╭─ DATA EXCERPTS

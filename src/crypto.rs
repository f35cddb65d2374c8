//! Password hashing and password policy.

use argon2::password_hash::{
    PasswordHash, PasswordHasher, PasswordVerifier, SaltString,
};
use argon2::{Argon2, Params, Version};
use rand::rngs::OsRng;

use crate::config::Argon2 as ArgonConfig;
use crate::error::{Result, ServerError};

const MIN_PASSWORD_CHARS: usize = 8;

#[derive(thiserror::Error, Debug)]
pub enum CryptoError {
    #[error("argon2 error: {0}")]
    Argon2(String),
}

/// Password manager that uses Argon2id and PHC string format for hashing and
/// verification.
#[derive(Clone)]
pub struct PasswordManager {
    params: Params,
}

impl PasswordManager {
    /// Create a new [`PasswordManager`].
    pub fn new(
        config: Option<ArgonConfig>,
    ) -> std::result::Result<Self, CryptoError> {
        let config = config.unwrap_or_default();

        let params = Params::new(
            config.memory_cost,
            config.iterations,
            config.parallelism,
            Some(config.hash_length),
        )
        .map_err(|err| CryptoError::Argon2(err.to_string()))?;

        Ok(Self { params })
    }

    fn argon2(&self) -> Argon2<'_> {
        Argon2::new(argon2::Algorithm::Argon2id, Version::V0x13, self.params.clone())
    }

    /// Hash password using Argon2id with a random salt.
    pub fn hash_password(
        &self,
        password: impl AsRef<[u8]>,
    ) -> std::result::Result<String, CryptoError> {
        let salt = SaltString::generate(&mut OsRng);
        let hash = self
            .argon2()
            .hash_password(password.as_ref(), &salt)
            .map_err(|e| CryptoError::Argon2(e.to_string()))?;

        Ok(hash.to_string())
    }

    /// Check a password against a PHC string. Unparseable hashes never
    /// match.
    pub fn verify_password(
        &self,
        password: impl AsRef<[u8]>,
        phc_hash: &str,
    ) -> bool {
        let Ok(parsed) = PasswordHash::new(phc_hash) else {
            tracing::warn!("stored password hash is not a PHC string");
            return false;
        };

        self.argon2()
            .verify_password(password.as_ref(), &parsed)
            .is_ok()
    }
}

/// Enforce the password policy: at least eight characters, one of them a
/// symbol or punctuation, and no whitespace or control characters.
pub fn check_password_policy(password: &str) -> Result<()> {
    let mut special = false;
    let mut invalid = false;
    let mut characters = 0;

    for c in password.chars() {
        if c.is_whitespace() || c.is_control() {
            invalid = true;
        } else if !c.is_alphanumeric() {
            special = true;
        }
        characters += 1;
    }

    if invalid {
        return Err(ServerError::validation(
            "Password contains invalid characters",
        ));
    }
    if characters < MIN_PASSWORD_CHARS {
        return Err(ServerError::validation(
            "Must be at least 8 characters long",
        ));
    }
    if !special {
        return Err(ServerError::validation(
            "Must contain at least one special character",
        ));
    }

    Ok(())
}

╰─

• ACTION ITEM
Set the lines down exactly, from the first line of the records to the line where "-> std::result::Result<Self, CryptoError>" appears, with both ends kept.

• ANSWER SECTION
filename src/crypto.rs
repository f35cddb65d2374c8
//! Password hashing and password policy.

use argon2::password_hash::{
    PasswordHash, PasswordHasher, PasswordVerifier, SaltString,
};
use argon2::{Argon2, Params, Version};
use rand::rngs::OsRng;

use crate::config::Argon2 as ArgonConfig;
use crate::error::{Result, ServerError};

const MIN_PASSWORD_CHARS: usize = 8;

#[derive(thiserror::Error, Debug)]
pub enum CryptoError {
    #[error("argon2 error: {0}")]
    Argon2(String),
}

/// Password manager that uses Argon2id and PHC string format for hashing and
/// verification.
#[derive(Clone)]
pub struct PasswordManager {
    params: Params,
}

impl PasswordManager {
    /// Create a new [`PasswordManager`].
    pub fn new(
        config: Option<ArgonConfig>,
    ) -> std::result::Result<Self, CryptoError> {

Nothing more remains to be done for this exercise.